__Work instructions__: Show every line in the records below that contains the word "BTreeMap".

[Input — start]

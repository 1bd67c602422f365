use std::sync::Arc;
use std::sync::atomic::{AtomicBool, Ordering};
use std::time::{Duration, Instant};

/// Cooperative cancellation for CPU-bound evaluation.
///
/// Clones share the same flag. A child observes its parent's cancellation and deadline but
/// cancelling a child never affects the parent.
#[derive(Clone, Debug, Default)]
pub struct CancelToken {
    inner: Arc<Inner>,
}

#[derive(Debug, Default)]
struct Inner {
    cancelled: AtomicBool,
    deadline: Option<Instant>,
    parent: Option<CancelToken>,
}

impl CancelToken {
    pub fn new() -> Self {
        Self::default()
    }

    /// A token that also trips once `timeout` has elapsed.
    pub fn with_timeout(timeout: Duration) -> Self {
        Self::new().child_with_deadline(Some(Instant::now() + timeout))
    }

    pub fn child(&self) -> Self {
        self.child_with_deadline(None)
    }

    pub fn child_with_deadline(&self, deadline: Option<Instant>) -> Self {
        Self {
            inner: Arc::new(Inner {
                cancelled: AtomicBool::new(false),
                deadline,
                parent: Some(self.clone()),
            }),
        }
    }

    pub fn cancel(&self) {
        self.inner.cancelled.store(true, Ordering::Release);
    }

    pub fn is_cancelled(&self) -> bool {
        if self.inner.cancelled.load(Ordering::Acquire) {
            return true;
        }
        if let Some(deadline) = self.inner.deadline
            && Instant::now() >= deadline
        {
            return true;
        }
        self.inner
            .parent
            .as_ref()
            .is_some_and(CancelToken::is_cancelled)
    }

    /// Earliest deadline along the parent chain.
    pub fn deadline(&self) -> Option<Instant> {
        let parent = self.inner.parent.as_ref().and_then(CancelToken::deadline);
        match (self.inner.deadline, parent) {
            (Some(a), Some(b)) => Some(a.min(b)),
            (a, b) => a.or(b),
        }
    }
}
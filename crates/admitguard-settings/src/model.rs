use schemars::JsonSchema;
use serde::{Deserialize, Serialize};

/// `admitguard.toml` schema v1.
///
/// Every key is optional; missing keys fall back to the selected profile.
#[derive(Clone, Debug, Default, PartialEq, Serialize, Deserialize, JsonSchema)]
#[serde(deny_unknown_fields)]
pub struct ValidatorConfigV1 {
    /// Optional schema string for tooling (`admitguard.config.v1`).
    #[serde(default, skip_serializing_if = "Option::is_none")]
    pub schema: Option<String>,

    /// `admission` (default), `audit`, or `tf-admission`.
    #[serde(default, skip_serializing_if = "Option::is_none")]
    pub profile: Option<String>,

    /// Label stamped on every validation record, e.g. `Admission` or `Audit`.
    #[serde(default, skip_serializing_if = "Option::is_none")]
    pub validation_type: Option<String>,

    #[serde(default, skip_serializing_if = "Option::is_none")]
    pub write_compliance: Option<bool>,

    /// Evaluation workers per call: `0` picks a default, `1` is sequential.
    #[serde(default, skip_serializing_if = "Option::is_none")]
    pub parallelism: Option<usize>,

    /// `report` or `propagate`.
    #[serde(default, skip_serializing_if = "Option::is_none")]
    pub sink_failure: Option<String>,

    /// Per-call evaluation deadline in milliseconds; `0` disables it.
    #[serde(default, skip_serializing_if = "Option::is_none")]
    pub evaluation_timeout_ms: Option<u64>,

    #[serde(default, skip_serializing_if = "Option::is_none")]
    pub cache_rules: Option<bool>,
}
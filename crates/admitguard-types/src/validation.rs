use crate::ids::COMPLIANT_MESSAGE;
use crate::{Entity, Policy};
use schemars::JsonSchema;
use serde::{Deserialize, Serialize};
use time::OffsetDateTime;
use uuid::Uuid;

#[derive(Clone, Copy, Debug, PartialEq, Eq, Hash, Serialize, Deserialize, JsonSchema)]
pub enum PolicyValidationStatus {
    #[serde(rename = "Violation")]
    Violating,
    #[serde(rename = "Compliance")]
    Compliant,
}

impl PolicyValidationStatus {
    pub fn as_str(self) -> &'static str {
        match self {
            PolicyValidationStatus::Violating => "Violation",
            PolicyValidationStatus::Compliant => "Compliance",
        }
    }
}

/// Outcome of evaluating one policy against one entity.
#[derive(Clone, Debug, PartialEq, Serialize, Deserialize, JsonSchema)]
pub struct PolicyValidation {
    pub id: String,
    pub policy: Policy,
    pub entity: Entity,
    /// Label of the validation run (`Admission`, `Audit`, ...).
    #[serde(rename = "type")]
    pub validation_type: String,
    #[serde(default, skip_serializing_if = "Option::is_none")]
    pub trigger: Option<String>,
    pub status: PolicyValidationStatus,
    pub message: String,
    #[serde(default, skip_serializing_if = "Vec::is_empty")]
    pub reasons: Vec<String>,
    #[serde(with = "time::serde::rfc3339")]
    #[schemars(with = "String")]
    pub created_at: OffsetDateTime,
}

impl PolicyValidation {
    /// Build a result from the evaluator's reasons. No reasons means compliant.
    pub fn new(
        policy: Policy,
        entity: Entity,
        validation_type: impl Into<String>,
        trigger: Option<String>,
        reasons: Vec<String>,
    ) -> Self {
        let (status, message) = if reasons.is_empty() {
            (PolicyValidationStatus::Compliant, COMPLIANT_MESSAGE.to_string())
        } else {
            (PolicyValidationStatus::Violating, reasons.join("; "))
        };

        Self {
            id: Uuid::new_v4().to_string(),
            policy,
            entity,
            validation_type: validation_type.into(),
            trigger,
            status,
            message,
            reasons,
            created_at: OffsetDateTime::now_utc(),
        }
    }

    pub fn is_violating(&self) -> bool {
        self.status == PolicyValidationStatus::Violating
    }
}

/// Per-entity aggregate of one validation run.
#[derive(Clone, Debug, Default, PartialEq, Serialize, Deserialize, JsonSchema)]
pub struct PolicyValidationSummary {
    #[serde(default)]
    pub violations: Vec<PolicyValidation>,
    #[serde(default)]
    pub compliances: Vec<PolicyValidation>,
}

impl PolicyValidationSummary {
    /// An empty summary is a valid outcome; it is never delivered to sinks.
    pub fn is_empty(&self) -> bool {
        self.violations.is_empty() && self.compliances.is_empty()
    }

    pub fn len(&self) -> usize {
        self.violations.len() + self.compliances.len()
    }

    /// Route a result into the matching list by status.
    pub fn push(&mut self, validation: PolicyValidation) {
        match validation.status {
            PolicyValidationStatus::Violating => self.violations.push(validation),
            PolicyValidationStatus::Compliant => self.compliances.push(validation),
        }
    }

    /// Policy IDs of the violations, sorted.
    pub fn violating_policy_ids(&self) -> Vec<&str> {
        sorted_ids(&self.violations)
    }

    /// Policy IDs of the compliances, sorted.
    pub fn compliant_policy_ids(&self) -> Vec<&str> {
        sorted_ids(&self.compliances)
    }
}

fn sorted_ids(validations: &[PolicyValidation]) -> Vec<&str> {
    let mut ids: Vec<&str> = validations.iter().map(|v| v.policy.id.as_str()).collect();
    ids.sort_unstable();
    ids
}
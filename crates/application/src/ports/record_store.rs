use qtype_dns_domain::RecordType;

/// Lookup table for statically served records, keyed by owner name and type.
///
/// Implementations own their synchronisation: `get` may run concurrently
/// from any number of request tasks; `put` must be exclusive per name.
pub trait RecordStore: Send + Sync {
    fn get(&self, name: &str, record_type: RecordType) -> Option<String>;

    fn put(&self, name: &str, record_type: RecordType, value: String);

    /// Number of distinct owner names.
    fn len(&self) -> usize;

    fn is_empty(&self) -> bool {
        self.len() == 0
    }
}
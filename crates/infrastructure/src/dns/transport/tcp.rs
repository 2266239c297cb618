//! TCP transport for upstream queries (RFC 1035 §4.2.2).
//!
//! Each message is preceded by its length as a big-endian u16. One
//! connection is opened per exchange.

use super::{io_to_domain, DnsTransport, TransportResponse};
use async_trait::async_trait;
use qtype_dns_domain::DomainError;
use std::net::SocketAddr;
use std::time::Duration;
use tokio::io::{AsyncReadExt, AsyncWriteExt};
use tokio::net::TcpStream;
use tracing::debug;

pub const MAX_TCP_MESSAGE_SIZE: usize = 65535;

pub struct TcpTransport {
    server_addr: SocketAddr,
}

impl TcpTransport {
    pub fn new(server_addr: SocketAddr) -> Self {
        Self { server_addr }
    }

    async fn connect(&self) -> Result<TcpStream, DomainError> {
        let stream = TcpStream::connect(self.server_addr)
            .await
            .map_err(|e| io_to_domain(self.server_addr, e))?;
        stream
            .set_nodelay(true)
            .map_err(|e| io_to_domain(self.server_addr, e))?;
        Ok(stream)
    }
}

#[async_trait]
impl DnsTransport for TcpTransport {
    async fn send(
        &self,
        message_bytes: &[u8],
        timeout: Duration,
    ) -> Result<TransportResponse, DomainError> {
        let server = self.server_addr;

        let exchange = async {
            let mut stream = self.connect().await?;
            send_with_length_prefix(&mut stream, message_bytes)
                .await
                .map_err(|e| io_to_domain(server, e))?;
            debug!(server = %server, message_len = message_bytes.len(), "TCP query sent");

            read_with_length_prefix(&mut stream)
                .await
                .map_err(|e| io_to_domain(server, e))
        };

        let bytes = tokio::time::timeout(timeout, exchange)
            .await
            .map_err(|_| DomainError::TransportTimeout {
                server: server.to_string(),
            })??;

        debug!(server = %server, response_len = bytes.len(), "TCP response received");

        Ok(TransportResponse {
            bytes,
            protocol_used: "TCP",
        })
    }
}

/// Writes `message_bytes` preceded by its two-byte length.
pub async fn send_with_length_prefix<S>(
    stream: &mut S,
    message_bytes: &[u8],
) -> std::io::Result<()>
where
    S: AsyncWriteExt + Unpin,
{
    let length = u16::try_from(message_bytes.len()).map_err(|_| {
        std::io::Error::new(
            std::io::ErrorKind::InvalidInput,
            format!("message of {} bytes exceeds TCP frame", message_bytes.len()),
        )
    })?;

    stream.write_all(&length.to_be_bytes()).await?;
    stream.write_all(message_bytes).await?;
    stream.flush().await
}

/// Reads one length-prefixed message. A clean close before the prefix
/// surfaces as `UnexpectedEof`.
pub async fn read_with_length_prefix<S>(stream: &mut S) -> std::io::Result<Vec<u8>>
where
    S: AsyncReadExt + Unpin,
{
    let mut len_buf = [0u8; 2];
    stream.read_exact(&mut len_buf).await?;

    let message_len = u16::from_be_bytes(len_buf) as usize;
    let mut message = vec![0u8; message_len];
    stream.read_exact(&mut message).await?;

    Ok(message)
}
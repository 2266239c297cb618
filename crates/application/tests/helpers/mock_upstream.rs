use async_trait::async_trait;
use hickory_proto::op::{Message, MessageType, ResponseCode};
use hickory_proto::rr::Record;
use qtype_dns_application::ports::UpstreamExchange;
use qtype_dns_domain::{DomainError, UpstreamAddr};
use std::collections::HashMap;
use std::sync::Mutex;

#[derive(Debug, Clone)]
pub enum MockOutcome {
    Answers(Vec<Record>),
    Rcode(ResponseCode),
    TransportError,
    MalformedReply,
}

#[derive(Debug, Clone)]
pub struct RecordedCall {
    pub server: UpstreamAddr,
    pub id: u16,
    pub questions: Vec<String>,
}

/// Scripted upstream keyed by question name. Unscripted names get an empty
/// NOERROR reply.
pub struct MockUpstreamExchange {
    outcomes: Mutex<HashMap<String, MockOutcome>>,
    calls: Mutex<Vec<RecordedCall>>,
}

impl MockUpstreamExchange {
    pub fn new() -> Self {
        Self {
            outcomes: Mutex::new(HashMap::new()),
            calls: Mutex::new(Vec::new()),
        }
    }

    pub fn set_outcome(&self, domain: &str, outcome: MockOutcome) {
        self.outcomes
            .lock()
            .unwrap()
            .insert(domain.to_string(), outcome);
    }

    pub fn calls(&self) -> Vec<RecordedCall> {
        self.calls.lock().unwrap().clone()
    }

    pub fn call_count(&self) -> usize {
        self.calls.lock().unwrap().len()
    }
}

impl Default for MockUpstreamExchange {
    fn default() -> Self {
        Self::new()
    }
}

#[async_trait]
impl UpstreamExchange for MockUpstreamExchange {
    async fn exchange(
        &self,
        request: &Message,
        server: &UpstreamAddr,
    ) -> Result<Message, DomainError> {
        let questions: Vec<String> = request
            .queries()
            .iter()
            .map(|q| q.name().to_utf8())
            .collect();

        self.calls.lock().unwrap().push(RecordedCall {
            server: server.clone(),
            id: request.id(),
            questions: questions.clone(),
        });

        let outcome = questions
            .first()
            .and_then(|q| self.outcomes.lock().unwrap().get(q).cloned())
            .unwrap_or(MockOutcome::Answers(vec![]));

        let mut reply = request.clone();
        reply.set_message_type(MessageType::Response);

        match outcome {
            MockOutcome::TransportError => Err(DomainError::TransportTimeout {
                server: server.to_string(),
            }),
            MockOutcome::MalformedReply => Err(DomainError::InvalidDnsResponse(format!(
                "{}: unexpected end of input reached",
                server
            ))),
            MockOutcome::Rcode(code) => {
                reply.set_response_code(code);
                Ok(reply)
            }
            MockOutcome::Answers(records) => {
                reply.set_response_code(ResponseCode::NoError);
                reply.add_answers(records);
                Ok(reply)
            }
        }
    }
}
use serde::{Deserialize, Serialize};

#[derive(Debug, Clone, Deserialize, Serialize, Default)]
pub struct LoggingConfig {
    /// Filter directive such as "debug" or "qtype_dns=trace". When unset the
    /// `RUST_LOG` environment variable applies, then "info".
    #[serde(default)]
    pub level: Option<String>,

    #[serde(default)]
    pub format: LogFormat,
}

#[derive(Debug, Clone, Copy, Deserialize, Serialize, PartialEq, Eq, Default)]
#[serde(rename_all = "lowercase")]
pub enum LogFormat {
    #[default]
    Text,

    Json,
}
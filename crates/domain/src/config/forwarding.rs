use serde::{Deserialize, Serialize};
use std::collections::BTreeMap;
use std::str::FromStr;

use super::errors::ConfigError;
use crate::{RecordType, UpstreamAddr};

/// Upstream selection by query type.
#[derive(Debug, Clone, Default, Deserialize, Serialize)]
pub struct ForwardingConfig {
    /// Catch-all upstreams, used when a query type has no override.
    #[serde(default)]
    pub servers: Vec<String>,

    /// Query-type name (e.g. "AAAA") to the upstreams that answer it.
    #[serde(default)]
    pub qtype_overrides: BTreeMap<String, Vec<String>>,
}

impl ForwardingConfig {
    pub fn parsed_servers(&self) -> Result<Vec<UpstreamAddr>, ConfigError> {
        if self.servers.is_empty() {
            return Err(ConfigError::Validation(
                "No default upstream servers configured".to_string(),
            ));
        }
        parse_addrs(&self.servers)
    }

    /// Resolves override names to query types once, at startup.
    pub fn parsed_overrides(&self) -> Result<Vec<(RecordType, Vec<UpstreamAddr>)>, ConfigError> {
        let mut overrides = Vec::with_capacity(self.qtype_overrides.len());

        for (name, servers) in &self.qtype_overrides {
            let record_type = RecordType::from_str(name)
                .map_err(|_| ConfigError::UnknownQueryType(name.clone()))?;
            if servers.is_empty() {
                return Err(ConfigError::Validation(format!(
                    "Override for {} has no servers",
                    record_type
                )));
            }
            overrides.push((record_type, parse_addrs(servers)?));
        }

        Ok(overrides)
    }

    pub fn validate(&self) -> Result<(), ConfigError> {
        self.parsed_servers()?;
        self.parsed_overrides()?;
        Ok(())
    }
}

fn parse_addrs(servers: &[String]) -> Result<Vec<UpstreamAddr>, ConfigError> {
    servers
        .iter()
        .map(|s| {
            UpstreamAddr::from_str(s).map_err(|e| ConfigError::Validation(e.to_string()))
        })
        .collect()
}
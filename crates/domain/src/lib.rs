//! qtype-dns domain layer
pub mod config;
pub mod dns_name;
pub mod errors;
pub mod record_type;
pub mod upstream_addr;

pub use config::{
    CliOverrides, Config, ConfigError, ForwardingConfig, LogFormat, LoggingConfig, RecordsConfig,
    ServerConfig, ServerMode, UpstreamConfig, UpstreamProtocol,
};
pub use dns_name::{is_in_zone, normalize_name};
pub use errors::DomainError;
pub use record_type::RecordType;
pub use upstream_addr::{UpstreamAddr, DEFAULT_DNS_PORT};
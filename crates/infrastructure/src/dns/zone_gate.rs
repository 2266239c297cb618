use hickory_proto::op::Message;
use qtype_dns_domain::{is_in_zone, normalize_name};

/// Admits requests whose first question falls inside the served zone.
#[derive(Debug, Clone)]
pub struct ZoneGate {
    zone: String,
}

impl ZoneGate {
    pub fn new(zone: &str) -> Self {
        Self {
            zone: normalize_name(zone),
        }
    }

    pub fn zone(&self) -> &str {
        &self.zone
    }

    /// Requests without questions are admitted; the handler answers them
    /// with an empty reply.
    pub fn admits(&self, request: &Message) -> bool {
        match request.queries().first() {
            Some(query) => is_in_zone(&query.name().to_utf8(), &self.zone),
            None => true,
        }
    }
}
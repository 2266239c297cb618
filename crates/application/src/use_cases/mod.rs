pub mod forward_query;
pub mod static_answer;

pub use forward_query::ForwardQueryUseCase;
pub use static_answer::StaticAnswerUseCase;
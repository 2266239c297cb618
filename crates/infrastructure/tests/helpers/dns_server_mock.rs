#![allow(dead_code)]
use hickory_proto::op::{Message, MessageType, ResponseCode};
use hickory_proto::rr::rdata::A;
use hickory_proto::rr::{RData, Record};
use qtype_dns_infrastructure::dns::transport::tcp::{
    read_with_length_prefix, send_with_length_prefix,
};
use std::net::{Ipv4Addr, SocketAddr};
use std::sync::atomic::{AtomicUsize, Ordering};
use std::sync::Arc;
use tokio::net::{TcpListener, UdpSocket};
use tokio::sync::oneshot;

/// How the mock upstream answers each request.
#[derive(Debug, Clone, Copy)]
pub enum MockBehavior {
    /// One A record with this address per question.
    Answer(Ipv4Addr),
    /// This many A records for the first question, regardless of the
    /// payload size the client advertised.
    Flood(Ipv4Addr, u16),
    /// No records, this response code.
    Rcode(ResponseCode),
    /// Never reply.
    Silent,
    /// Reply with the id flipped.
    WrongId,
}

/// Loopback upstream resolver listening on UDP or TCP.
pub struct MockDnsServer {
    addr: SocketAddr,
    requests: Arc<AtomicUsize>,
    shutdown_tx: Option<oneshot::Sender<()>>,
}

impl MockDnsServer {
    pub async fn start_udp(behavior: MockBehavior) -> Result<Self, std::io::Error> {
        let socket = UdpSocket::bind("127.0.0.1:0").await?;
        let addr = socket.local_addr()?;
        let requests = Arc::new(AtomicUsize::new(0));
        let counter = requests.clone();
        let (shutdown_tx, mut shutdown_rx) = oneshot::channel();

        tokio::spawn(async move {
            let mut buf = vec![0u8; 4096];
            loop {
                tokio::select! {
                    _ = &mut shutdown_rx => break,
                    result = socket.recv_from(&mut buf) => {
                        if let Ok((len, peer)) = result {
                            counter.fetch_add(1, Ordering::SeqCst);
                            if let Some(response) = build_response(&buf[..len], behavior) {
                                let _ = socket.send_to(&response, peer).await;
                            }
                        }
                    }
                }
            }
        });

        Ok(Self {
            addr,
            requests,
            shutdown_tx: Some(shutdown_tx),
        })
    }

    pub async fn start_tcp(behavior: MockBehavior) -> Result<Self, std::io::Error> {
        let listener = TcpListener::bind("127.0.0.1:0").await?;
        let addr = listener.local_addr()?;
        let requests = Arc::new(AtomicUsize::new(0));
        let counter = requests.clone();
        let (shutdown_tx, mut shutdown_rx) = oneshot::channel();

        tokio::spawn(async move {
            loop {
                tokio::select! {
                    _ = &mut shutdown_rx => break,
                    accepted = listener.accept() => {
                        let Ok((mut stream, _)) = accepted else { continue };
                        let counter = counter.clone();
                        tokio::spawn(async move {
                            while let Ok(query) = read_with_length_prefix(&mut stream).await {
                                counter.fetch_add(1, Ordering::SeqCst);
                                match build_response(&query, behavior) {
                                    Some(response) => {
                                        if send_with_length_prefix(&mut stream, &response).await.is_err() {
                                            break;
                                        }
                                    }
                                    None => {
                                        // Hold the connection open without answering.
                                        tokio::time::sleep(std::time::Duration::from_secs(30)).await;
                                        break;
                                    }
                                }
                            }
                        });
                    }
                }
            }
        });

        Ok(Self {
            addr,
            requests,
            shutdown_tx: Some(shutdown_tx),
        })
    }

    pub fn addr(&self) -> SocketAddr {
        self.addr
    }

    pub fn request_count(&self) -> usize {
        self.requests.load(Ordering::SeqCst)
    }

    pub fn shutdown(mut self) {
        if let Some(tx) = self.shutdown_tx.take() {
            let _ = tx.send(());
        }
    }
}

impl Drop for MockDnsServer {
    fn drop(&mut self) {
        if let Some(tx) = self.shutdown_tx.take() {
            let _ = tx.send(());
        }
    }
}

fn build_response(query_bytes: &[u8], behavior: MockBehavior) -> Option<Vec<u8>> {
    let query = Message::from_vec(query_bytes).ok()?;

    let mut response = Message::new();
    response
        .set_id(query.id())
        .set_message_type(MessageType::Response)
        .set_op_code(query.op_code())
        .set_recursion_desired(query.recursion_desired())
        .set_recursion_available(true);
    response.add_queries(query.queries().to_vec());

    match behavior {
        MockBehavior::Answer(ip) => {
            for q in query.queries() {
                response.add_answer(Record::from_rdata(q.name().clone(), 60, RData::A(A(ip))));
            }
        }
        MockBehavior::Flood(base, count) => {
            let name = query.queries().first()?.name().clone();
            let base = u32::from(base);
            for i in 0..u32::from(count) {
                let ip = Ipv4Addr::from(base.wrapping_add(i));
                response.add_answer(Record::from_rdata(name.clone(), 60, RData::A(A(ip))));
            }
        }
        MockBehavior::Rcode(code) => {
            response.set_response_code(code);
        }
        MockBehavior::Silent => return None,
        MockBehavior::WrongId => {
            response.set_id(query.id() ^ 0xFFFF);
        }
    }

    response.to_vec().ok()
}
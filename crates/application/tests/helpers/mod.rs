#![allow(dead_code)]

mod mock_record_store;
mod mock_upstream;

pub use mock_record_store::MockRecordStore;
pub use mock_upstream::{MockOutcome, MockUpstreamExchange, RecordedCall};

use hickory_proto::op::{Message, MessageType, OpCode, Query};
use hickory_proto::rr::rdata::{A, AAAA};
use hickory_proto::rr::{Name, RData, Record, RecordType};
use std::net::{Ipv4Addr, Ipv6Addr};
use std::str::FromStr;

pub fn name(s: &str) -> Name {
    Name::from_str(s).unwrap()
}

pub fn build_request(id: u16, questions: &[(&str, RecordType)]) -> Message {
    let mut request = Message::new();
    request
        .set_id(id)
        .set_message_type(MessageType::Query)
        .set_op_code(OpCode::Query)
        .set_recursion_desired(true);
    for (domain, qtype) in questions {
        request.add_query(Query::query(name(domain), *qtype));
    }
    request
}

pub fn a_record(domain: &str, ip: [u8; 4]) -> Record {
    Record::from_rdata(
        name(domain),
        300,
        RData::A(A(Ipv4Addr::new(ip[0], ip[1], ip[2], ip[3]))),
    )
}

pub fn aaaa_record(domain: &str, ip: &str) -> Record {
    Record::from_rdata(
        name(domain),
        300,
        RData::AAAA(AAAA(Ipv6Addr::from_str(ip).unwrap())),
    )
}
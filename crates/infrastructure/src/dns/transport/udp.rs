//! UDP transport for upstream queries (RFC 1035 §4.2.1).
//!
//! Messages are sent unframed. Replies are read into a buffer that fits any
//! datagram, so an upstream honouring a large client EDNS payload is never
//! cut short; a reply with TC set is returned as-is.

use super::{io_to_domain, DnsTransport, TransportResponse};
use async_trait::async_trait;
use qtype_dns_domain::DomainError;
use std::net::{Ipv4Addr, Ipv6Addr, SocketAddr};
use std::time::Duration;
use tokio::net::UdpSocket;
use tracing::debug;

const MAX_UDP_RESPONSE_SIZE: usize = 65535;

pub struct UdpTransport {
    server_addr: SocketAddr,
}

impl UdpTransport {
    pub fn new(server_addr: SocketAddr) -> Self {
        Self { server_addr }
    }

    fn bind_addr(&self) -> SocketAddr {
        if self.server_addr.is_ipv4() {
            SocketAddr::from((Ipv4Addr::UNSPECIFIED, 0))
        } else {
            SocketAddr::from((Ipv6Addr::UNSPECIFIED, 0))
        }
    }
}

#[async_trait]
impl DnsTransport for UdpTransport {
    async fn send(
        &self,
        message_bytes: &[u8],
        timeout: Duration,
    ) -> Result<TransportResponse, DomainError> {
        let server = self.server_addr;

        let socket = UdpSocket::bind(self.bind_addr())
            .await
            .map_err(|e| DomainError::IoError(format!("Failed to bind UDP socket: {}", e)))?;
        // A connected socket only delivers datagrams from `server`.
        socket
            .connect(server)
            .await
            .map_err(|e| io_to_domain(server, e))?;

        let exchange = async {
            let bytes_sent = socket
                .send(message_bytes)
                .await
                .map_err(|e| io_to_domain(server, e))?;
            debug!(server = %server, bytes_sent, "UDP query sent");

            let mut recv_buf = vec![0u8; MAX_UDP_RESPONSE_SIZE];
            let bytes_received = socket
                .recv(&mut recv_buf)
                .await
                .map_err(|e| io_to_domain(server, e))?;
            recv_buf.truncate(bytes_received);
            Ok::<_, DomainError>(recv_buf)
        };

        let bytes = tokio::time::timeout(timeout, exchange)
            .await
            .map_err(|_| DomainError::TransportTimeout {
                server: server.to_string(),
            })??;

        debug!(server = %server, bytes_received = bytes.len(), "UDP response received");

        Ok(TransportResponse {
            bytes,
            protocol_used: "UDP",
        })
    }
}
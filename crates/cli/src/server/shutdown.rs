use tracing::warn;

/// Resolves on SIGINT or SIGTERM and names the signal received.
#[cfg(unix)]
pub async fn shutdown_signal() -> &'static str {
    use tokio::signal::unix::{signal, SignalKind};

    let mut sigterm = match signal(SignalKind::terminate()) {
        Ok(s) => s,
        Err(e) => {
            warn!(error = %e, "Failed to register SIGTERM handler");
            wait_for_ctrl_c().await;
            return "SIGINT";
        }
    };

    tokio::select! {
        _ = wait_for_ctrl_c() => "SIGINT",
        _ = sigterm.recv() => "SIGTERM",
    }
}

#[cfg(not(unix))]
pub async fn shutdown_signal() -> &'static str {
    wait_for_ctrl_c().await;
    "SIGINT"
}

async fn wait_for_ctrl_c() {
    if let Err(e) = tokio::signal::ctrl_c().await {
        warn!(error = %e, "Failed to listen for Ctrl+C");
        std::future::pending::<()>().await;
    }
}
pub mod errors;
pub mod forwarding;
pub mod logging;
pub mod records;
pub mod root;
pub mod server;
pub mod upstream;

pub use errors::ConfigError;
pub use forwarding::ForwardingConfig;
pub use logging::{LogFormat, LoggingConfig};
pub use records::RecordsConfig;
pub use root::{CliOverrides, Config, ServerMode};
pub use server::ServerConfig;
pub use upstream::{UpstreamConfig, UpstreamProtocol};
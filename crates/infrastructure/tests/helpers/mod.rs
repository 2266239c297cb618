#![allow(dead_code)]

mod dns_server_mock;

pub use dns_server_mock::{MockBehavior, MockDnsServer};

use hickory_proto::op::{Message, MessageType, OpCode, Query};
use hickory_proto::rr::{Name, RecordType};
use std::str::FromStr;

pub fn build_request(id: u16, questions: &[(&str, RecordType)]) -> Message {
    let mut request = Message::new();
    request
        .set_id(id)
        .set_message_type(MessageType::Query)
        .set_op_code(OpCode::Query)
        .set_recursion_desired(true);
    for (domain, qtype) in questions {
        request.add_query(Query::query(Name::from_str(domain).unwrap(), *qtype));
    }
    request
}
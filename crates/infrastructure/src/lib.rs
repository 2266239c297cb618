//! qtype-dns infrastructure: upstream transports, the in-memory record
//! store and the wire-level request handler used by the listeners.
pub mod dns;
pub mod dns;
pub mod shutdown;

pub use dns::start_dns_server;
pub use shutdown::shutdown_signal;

[Input — finish]

__Solution for this task__:
use std::collections::BTreeMap;
    pub qtype_overrides: BTreeMap<String, Vec<String>>,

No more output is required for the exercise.